**RECORDED DATA:**
· · · ·
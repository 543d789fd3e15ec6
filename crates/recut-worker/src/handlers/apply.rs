//! ApplyPlan handler: execute a validated plan's EDL against the source,
//! one output per requested aspect ratio.
//!
//! Ratios render concurrently, one task each; within a ratio, segment
//! extraction fans out up to the configured parallelism while concatenation
//! stays serial and in EDL order. One ratio failing never cancels the
//! others; the job completes only when every child render completed.

use std::path::PathBuf;
use std::sync::Arc;

use futures::stream::{self, StreamExt, TryStreamExt};
use serde::Deserialize;
use serde_json::json;
use tokio::sync::{watch, Semaphore};
use tracing::{info, warn};

use recut_media::captions::{retime_captions, to_srt};
use recut_media::render::{
    concat_segments, extract_segment, finalize_output, normalize_keeps, EncodeProfile,
};
use recut_models::{
    AspectRatio, EdlSegment, ErrorCode, Job, Media, Plan, PlanId, PlanStatus, Render, RenderStatus,
};
use recut_registry::Registry;
use recut_storage::{layout, BlobStore};

use crate::context::WorkerContext;
use crate::error::{WorkerError, WorkerResult};
use crate::handlers::require_ready_media;

#[derive(Debug, Deserialize)]
struct ApplyInput {
    plan_id: PlanId,
    aspect_ratios: Vec<AspectRatio>,
    #[serde(default)]
    captions: bool,
    #[serde(default)]
    normalise_audio: bool,
}

pub async fn run(
    ctx: &WorkerContext,
    job: &Job,
    cancel: watch::Receiver<bool>,
) -> WorkerResult<serde_json::Value> {
    let input: ApplyInput = serde_json::from_value(job.input.clone())
        .map_err(|e| WorkerError::invalid_input(e.to_string()))?;

    let media = require_ready_media(ctx, job).await?;
    if !media.has_content() {
        return Err(WorkerError::tagged(
            ErrorCode::EmptySource,
            "cannot render an empty source",
        ));
    }

    let plan = ctx
        .registry
        .get_plan(&input.plan_id)
        .await?
        .ok_or_else(|| WorkerError::invalid_input(format!("plan {} not found", input.plan_id)))?;
    if matches!(plan.status, PlanStatus::Draft | PlanStatus::Rejected) {
        return Err(WorkerError::invalid_input(format!(
            "plan {} is not renderable (status {})",
            plan.plan_id,
            plan.status.as_str()
        )));
    }

    // A validated plan can be re-rendered any number of times.
    let mut rendering = plan.clone();
    rendering.status = PlanStatus::Rendering;
    rendering.updated_at = chrono::Utc::now();
    let _ = ctx
        .registry
        .update_plan_if_status(PlanStatus::Validated, &rendering)
        .await?;

    let fps = media.tech.as_ref().map(|t| t.fps).unwrap_or(30.0);
    let keeps: Vec<EdlSegment> = normalize_keeps(
        &plan.keep_segments().cloned().collect::<Vec<_>>(),
        fps,
    );
    if keeps.is_empty() {
        return Err(WorkerError::tagged(
            ErrorCode::UnrenderablePlan,
            "no keep material after normalisation",
        ));
    }

    // Captions burn on the output timeline, shifted per the EDL mapping.
    let srt = if input.captions {
        match ctx.registry.get_transcript(&job.media_id).await? {
            Some(t) if !t.segments.is_empty() => {
                let captions = retime_captions(&t.segments, &keeps);
                Some(to_srt(&captions))
            }
            _ => {
                warn!(media_id = %job.media_id, "Captions requested but no transcript exists");
                None
            }
        }
    } else {
        None
    };

    // One Render per (plan, ratio). Completed records short-circuit; failed
    // or cancelled ones do not block a fresh attempt.
    let existing = ctx.registry.list_renders_by_plan(&plan.plan_id).await?;
    let mut ratios: Vec<AspectRatio> = Vec::new();
    for ratio in &input.aspect_ratios {
        if !ratios.contains(ratio) {
            ratios.push(*ratio);
        }
    }

    let mut work: Vec<Render> = Vec::new();
    let mut completed_before: Vec<Render> = Vec::new();
    for ratio in &ratios {
        if let Some(done) = existing
            .iter()
            .find(|r| r.aspect_ratio == *ratio && r.status == RenderStatus::Completed)
        {
            completed_before.push(done.clone());
            continue;
        }
        let render = Render::queued(media.media_id.clone(), plan.plan_id.clone(), *ratio);
        ctx.registry.create_render(&render).await?;
        work.push(render);
    }

    let segment_semaphore = Arc::new(Semaphore::new(ctx.config.render_segment_parallelism.max(1)));

    let tasks = work.into_iter().map(|render| {
        render_one_ratio(
            ctx,
            job,
            &media,
            &plan,
            render,
            keeps.clone(),
            srt.clone(),
            input.normalise_audio,
            segment_semaphore.clone(),
            cancel.clone(),
        )
    });
    let outcomes: Vec<(AspectRatio, Result<Render, WorkerError>)> =
        futures::future::join_all(tasks).await;

    // Scratch objects are scoped to this job and die with it.
    if let Err(e) = ctx.blobs.delete_prefix(&layout::tmp_prefix(&job.job_id)).await {
        warn!(job_id = %job.job_id, error = %e, "Failed to clean tmp prefix");
    }

    let mut completed = completed_before;
    let mut failures: Vec<(AspectRatio, WorkerError)> = Vec::new();
    let mut cancelled = false;
    for (ratio, outcome) in outcomes {
        match outcome {
            Ok(render) => completed.push(render),
            Err(WorkerError::Cancelled) => cancelled = true,
            Err(e) => failures.push((ratio, e)),
        }
    }

    if cancelled {
        return Err(WorkerError::Cancelled);
    }

    if failures.is_empty() {
        let mut rendered = rendering.clone();
        rendered.status = PlanStatus::Rendered;
        rendered.updated_at = chrono::Utc::now();
        let _ = ctx
            .registry
            .update_plan_if_status(PlanStatus::Rendering, &rendered)
            .await?;

        info!(plan_id = %plan.plan_id, renders = completed.len(), "All renders completed");
        Ok(json!({
            "renders": completed
                .iter()
                .map(|r| json!({
                    "render_id": r.render_id,
                    "aspect_ratio": r.aspect_ratio.to_string(),
                    "output_uri": r.output_uri,
                }))
                .collect::<Vec<_>>(),
        }))
    } else {
        let detail: Vec<String> = failures
            .iter()
            .map(|(ratio, e)| format!("{}: {}", ratio, e))
            .collect();
        Err(WorkerError::tagged(
            failures[0].1.code(),
            format!(
                "{} of {} renders failed: {}",
                failures.len(),
                ratios.len(),
                detail.join("; ")
            ),
        ))
    }
}

/// Render one aspect ratio end to end, driving its own `Render` record.
#[allow(clippy::too_many_arguments)]
async fn render_one_ratio(
    ctx: &WorkerContext,
    job: &Job,
    media: &Media,
    plan: &Plan,
    render: Render,
    keeps: Vec<EdlSegment>,
    srt: Option<String>,
    normalise_audio: bool,
    segment_semaphore: Arc<Semaphore>,
    cancel: watch::Receiver<bool>,
) -> (AspectRatio, Result<Render, WorkerError>) {
    let ratio = render.aspect_ratio;
    let running = render.clone().into_running();
    match ctx
        .registry
        .update_render_if_status(RenderStatus::Queued, &running)
        .await
    {
        Ok(true) => {}
        Ok(false) => {
            return (
                ratio,
                Err(WorkerError::tagged(
                    ErrorCode::Conflict,
                    "render claimed elsewhere",
                )),
            )
        }
        Err(e) => return (ratio, Err(e.into())),
    }

    let result = render_ratio_inner(
        ctx,
        job,
        media,
        plan,
        ratio,
        &keeps,
        srt.as_deref(),
        normalise_audio,
        segment_semaphore,
        cancel,
    )
    .await;

    match result {
        Ok((output_uri, duration)) => {
            let done = running.into_completed(output_uri, duration);
            match ctx
                .registry
                .update_render_if_status(RenderStatus::Running, &done)
                .await
            {
                Ok(_) => (ratio, Ok(done)),
                Err(e) => (ratio, Err(e.into())),
            }
        }
        Err(WorkerError::Cancelled) | Err(WorkerError::Media(recut_media::MediaError::Cancelled)) => {
            let cancelled = running.into_cancelled();
            let _ = ctx
                .registry
                .update_render_if_status(RenderStatus::Running, &cancelled)
                .await;
            (ratio, Err(WorkerError::Cancelled))
        }
        Err(e) => {
            let failed = running.into_failed(e.to_job_error());
            let _ = ctx
                .registry
                .update_render_if_status(RenderStatus::Running, &failed)
                .await;
            (ratio, Err(e))
        }
    }
}

#[allow(clippy::too_many_arguments)]
async fn render_ratio_inner(
    ctx: &WorkerContext,
    job: &Job,
    media: &Media,
    plan: &Plan,
    ratio: AspectRatio,
    keeps: &[EdlSegment],
    srt: Option<&str>,
    normalise_audio: bool,
    segment_semaphore: Arc<Semaphore>,
    cancel: watch::Receiver<bool>,
) -> WorkerResult<(String, f64)> {
    let target = ratio.target_frame(ctx.config.render_reference_width);
    let profile = EncodeProfile::default();
    let has_audio = media.tech.as_ref().map(|t| t.has_audio).unwrap_or(false);
    let keep_total: f64 = keeps.iter().map(EdlSegment::duration).sum();

    let scratch = tempfile::tempdir()?;
    let scratch_dir = scratch.path().to_path_buf();

    // Parallel extraction, ordered collection. The semaphore bounds fan-out
    // across all ratios of this job; the cancel flag is polled before each
    // segment and observed inside ffmpeg runs.
    let parts: Vec<PathBuf> = stream::iter(keeps.iter().enumerate().map(|(i, seg)| {
        let source = media.source_uri.clone();
        let seg = seg.clone();
        let profile = profile.clone();
        let scratch_dir = scratch_dir.clone();
        let semaphore = segment_semaphore.clone();
        let cancel = cancel.clone();
        let deadline = ctx
            .config
            .soft_deadline(recut_models::JobKind::ApplyPlan, media.duration(), Some(keep_total));
        async move {
            let _permit = semaphore
                .acquire_owned()
                .await
                .map_err(|_| WorkerError::Cancelled)?;
            if *cancel.borrow() {
                return Err(WorkerError::Cancelled);
            }
            let dest = scratch_dir.join(format!("{}-{:04}.mkv", ratio.as_filename_part(), i));

            // Encode errors get one local retry before failing the render.
            let mut attempt = 0;
            loop {
                let result = extract_segment(
                    &source,
                    &seg,
                    target,
                    &profile,
                    has_audio,
                    &dest,
                    Some(cancel.clone()),
                    Some(deadline),
                )
                .await;
                match result {
                    Ok(()) => return Ok(dest),
                    Err(e @ recut_media::MediaError::EncodeFailed { .. }) if attempt == 0 => {
                        attempt += 1;
                        warn!(segment = i, error = %e, "Segment encode failed, retrying once");
                    }
                    Err(e) => return Err(e.into()),
                }
            }
        }
    }))
    .buffered(ctx.config.render_segment_parallelism.max(1))
    .try_collect()
    .await?;

    if *cancel.borrow() {
        return Err(WorkerError::Cancelled);
    }

    let concatenated = scratch_dir.join(format!("{}-joined.mkv", ratio.as_filename_part()));
    concat_segments(&parts, &concatenated).await?;

    let srt_path = match srt {
        Some(content) => {
            let path = scratch_dir.join("captions.srt");
            tokio::fs::write(&path, content).await?;
            Some(path)
        }
        None => None,
    };

    let final_path = scratch_dir.join(format!("{}.mp4", ratio.as_filename_part()));
    finalize_output(
        &concatenated,
        &final_path,
        srt_path.as_deref(),
        normalise_audio.then_some(ctx.config.render_loudness_target_lufs),
        &profile,
        has_audio,
    )
    .await?;

    // The output duration should equal the summed Keep durations; probe it
    // for the record, falling back to the EDL arithmetic.
    let duration = match recut_media::probe_source(&final_path.to_string_lossy()).await {
        Ok(info) => {
            if (info.duration - keep_total).abs() > 0.05 {
                warn!(
                    expected = keep_total,
                    actual = info.duration,
                    "Output duration drifted from EDL total"
                );
            }
            info.duration
        }
        Err(_) => keep_total,
    };

    let key = layout::render_key(&plan.plan_id, &ratio);
    let output_uri = ctx
        .blobs
        .put_file(&key, &final_path, "video/mp4")
        .await
        .map_err(|e| WorkerError::tagged(ErrorCode::OutputWriteError, e.to_string()))?;

    info!(
        job_id = %job.job_id,
        plan_id = %plan.plan_id,
        ratio = %ratio,
        duration,
        "Render finished"
    );

    Ok((output_uri, duration))
}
· · · ·
**TASK TO CARRY OUT:** Using the material above, filter for lines holding "layout" and copy each one.

**RESULT OF THE EXERCISE:**
use recut_storage::{layout, BlobStore};
    if let Err(e) = ctx.blobs.delete_prefix(&layout::tmp_prefix(&job.job_id)).await {
    let key = layout::render_key(&plan.plan_id, &ratio);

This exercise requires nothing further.